[What you have to do]: Go through the data and count each line that has the string "keep". Give that count alone.

[Records supplied]:
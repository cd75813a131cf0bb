//! A single stage of the progressive duplicate filter.
//!
//! # Overview
//!
//! Every stage does the same thing with a different key:
//!
//! 1. Partition the candidates into buckets by key, computed once per file.
//!    Buckets keep first-seen key order; members keep encounter order.
//! 2. Drop singleton buckets; those files are proven unique.
//! 3. Stably sort the survivors by bucket size, largest first.
//! 4. If a carry-forward limit is set, keep buckets until that many members
//!    have been carried forward.
//!
//! [`run_stage`] is a pure function over a key function, so it can be driven
//! with synthetic keys in tests.
//!
//! # Example
//!
//! ```
//! use dupurge::duplicates::stage::run_stage;
//! use std::path::{Path, PathBuf};
//!
//! let candidates: Vec<PathBuf> = ["a.1", "b.2", "c.1", "d.3"]
//!     .iter()
//!     .map(PathBuf::from)
//!     .collect();
//!
//! // Key on the extension instead of touching the filesystem.
//! let key = |p: &Path| -> Result<String, std::convert::Infallible> {
//!     Ok(p.extension().unwrap().to_string_lossy().into_owned())
//! };
//!
//! let outcome = run_stage(candidates, key, None).unwrap();
//! assert_eq!(outcome.buckets.len(), 1);
//! assert_eq!(outcome.stats.eliminated, 2);
//! assert_eq!(outcome.into_candidates(), vec![PathBuf::from("a.1"), PathBuf::from("c.1")]);
//! ```

use std::cmp::Reverse;
use std::collections::HashMap;
use std::hash::Hash;
use std::path::{Path, PathBuf};

/// The three filter stages, cheapest first.
#[derive(Debug, Clone, Copy, PartialEq, Eq, Hash)]
pub enum Stage {
    /// File length from metadata.
    BySize,
    /// Adler-32 over the first 1 KiB.
    ByPartialChecksum,
    /// SHA-256 over the whole file.
    ByFullHash,
}

impl Stage {
    /// All stages in pipeline order.
    pub const ALL: [Stage; 3] = [Stage::BySize, Stage::ByPartialChecksum, Stage::ByFullHash];

    /// Human-readable label used in progress output.
    #[must_use]
    pub fn label(self) -> &'static str {
        match self {
            Self::BySize => "By Size",
            Self::ByPartialChecksum => "By CRC",
            Self::ByFullHash => "By Hash",
        }
    }

    /// Carry-forward limit for this stage given the optional `top` setting.
    ///
    /// `top = n` caps the size stage at `n * n` members and the checksum stage
    /// at `n * 2`. The final stage is never capped. `None` or `0` means
    /// unbounded.
    #[must_use]
    pub fn carry_forward_limit(self, top: Option<usize>) -> Option<usize> {
        let top = top.filter(|&t| t > 0)?;
        match self {
            Self::BySize => Some(top.saturating_mul(top)),
            Self::ByPartialChecksum => Some(top.saturating_mul(2)),
            Self::ByFullHash => None,
        }
    }
}

impl std::fmt::Display for Stage {
    fn fmt(&self, f: &mut std::fmt::Formatter<'_>) -> std::fmt::Result {
        f.write_str(self.label())
    }
}

/// Paths sharing one key value.
#[derive(Debug, Clone, PartialEq, Eq)]
pub struct Bucket<K> {
    /// The shared key
    pub key: K,
    /// Members in encounter order
    pub paths: Vec<PathBuf>,
}

impl<K> Bucket<K> {
    /// Number of members.
    #[must_use]
    pub fn len(&self) -> usize {
        self.paths.len()
    }

    /// Check if the bucket has no members.
    #[must_use]
    pub fn is_empty(&self) -> bool {
        self.paths.is_empty()
    }
}

/// Statistics for one stage run.
#[derive(Debug, Clone, Default, PartialEq, Eq)]
pub struct StageStats {
    /// Files that entered the stage
    pub input_files: usize,
    /// Distinct keys seen
    pub buckets: usize,
    /// Files proven unique (singleton buckets)
    pub eliminated: usize,
    /// Keys shared by two or more files
    pub duplicate_keys: usize,
    /// Files in buckets of two or more
    pub duplicate_files: usize,
    /// Files carried into the next stage
    pub carried_forward: usize,
    /// Files dropped by the carry-forward limit
    pub dropped_by_limit: usize,
}

impl StageStats {
    /// Percentage of input files eliminated by this stage.
    #[must_use]
    pub fn elimination_rate(&self) -> f64 {
        if self.input_files == 0 {
            0.0
        } else {
            (self.eliminated as f64 / self.input_files as f64) * 100.0
        }
    }
}

/// Result of a stage: the surviving buckets and their statistics.
#[derive(Debug, Clone)]
pub struct StageOutcome<K> {
    /// Surviving buckets (2+ members), largest first
    pub buckets: Vec<Bucket<K>>,
    /// Counters for this stage
    pub stats: StageStats,
}

impl<K> StageOutcome<K> {
    /// Flatten the surviving buckets, in order, into the next candidate set.
    #[must_use]
    pub fn into_candidates(self) -> Vec<PathBuf> {
        self.buckets.into_iter().flat_map(|b| b.paths).collect()
    }
}

/// Partition candidates into buckets by key.
///
/// Keys are computed exactly once per path. Bucket order is the order in which
/// keys were first seen.
///
/// # Errors
///
/// Returns the first error produced by `key_fn`; no partial result is kept.
pub fn partition<K, E, F>(candidates: Vec<PathBuf>, mut key_fn: F) -> Result<Vec<Bucket<K>>, E>
where
    K: Eq + Hash + Clone,
    F: FnMut(&Path) -> Result<K, E>,
{
    let mut index: HashMap<K, usize> = HashMap::new();
    let mut buckets: Vec<Bucket<K>> = Vec::new();

    for path in candidates {
        let key = key_fn(&path)?;
        match index.get(&key) {
            Some(&slot) => buckets[slot].paths.push(path),
            None => {
                index.insert(key.clone(), buckets.len());
                buckets.push(Bucket {
                    key,
                    paths: vec![path],
                });
            }
        }
    }

    Ok(buckets)
}

/// Run one filter stage over `candidates`.
///
/// # Arguments
///
/// * `candidates` - Paths still in the running
/// * `key_fn` - Stage key extraction, called once per path
/// * `limit` - Optional carry-forward member budget
///
/// # Errors
///
/// Returns the first error produced by `key_fn`.
pub fn run_stage<K, E, F>(
    candidates: Vec<PathBuf>,
    key_fn: F,
    limit: Option<usize>,
) -> Result<StageOutcome<K>, E>
where
    K: Eq + Hash + Clone,
    F: FnMut(&Path) -> Result<K, E>,
{
    let mut stats = StageStats {
        input_files: candidates.len(),
        ..Default::default()
    };

    let buckets = partition(candidates, key_fn)?;
    stats.buckets = buckets.len();

    let mut survivors: Vec<Bucket<K>> = buckets.into_iter().filter(|b| b.len() > 1).collect();
    stats.duplicate_keys = survivors.len();
    stats.duplicate_files = survivors.iter().map(Bucket::len).sum();
    stats.eliminated = stats.input_files - stats.duplicate_files;

    // Stable: equal-sized buckets keep first-seen order.
    survivors.sort_by_key(|b| Reverse(b.len()));

    if let Some(limit) = limit {
        let mut kept = 0usize;
        let mut cut = survivors.len();
        for (i, bucket) in survivors.iter().enumerate() {
            if kept >= limit {
                cut = i;
                break;
            }
            kept += bucket.len();
        }
        let dropped: usize = survivors.drain(cut..).map(|b| b.len()).sum();
        stats.dropped_by_limit = dropped;
    }

    stats.carried_forward = survivors.iter().map(Bucket::len).sum();

    Ok(StageOutcome {
        buckets: survivors,
        stats,
    })
}
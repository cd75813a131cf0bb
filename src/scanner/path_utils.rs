//! Path normalization and root membership utilities.
//!
//! Golden/work membership is decided by component-wise prefix comparison on
//! absolute, lexically cleaned, NFC-normalized paths. NFC matters because
//! macOS hands out NFD file names while users type NFC on the command line:
//!
//! - NFC: `café` - 'é' is U+00E9 (single code point)
//! - NFD: `café` - 'e' U+0065 + combining acute accent U+0301
//!
//! # Example
//!
//! ```
//! use dupurge::scanner::path_utils::{is_under, normalize_path_str};
//! use std::path::Path;
//!
//! assert_eq!(normalize_path_str("cafe\u{0301}"), normalize_path_str("café"));
//! assert!(is_under(Path::new("/data/golden/a.txt"), Path::new("/data/golden")));
//! assert!(!is_under(Path::new("/data/golden2/a.txt"), Path::new("/data/golden")));
//! ```

use std::io;
use std::path::{Component, Path, PathBuf, MAIN_SEPARATOR};
use unicode_normalization::UnicodeNormalization;

/// Normalize a path string to NFC (Composed) form.
#[must_use]
pub fn normalize_path_str(s: &str) -> String {
    s.nfc().collect()
}

/// Normalize a [`Path`] to NFC form.
///
/// If the path contains invalid UTF-8, returns the original path unchanged.
///
/// # Example
///
/// ```
/// use std::path::PathBuf;
/// use dupurge::scanner::path_utils::normalize_pathbuf;
///
/// let path = PathBuf::from("documents/cafe\u{0301}.txt");
/// assert_eq!(normalize_pathbuf(&path), PathBuf::from("documents/café.txt"));
/// ```
#[must_use]
pub fn normalize_pathbuf(path: &Path) -> PathBuf {
    match path.to_str() {
        Some(s) => PathBuf::from(normalize_path_str(s)),
        None => path.to_path_buf(),
    }
}

/// Make a path absolute and lexically clean it.
///
/// `.` components are dropped and `..` pops the previous component. Symlinks
/// are not resolved, so a root that does not exist yet still normalizes. The
/// bytes of each component are kept as-is so the result can still be opened;
/// use [`is_under`] for Unicode-insensitive comparison.
///
/// # Errors
///
/// Returns an error if the current directory cannot be determined for a
/// relative path.
pub fn absolute_clean(path: &Path) -> io::Result<PathBuf> {
    let absolute = std::path::absolute(path)?;
    let mut cleaned = PathBuf::new();

    for component in absolute.components() {
        match component {
            Component::CurDir => {}
            Component::ParentDir => {
                cleaned.pop();
            }
            other => cleaned.push(other.as_os_str()),
        }
    }

    Ok(cleaned)
}

/// Check whether `path` equals `root` or lies beneath it.
///
/// Both sides are NFC-normalized and compared component by component, so
/// `/data/golden2` is not under `/data/golden`. On Windows the comparison is
/// case-insensitive.
#[must_use]
pub fn is_under(path: &Path, root: &Path) -> bool {
    let path = normalize_pathbuf(path);
    let root = normalize_pathbuf(root);

    if cfg!(windows) {
        let p = PathBuf::from(path.to_string_lossy().to_lowercase());
        let r = PathBuf::from(root.to_string_lossy().to_lowercase());
        p.starts_with(r)
    } else {
        path.starts_with(root)
    }
}

/// Directory part of the longest common string prefix of `paths`.
///
/// Returns an empty string when the shared directory is the filesystem root
/// or when the paths share no directory at all.
///
/// # Example
///
/// ```
/// use dupurge::scanner::path_utils::common_dir_prefix;
/// use std::path::PathBuf;
///
/// let paths = vec![PathBuf::from("/w/photos/a1.jpg"), PathBuf::from("/w/photos/a2.jpg")];
/// assert_eq!(common_dir_prefix(&paths), "/w/photos");
/// ```
#[must_use]
pub fn common_dir_prefix(paths: &[PathBuf]) -> String {
    let strings: Vec<String> = paths
        .iter()
        .map(|p| p.to_string_lossy().into_owned())
        .collect();

    let Some(first) = strings.first() else {
        return String::new();
    };

    let mut prefix_len = first.len();
    for other in &strings[1..] {
        prefix_len = first
            .char_indices()
            .zip(other.chars())
            .take_while(|((_, a), b)| a == b)
            .last()
            .map_or(0, |((idx, a), _)| idx + a.len_utf8())
            .min(prefix_len);
    }

    let prefix = &first[..prefix_len];
    match prefix.rfind(MAIN_SEPARATOR) {
        Some(idx) if idx > 0 => prefix[..idx].to_string(),
        _ => String::new(),
    }
}

/// Display form of `path` relative to a prefix from [`common_dir_prefix`].
#[must_use]
pub fn display_relative(path: &Path, prefix: &str) -> String {
    let full = path.to_string_lossy();
    let rest = full.strip_prefix(prefix).unwrap_or(&full);
    rest.trim_start_matches(MAIN_SEPARATOR).trim().to_string()
}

[Reply]: 3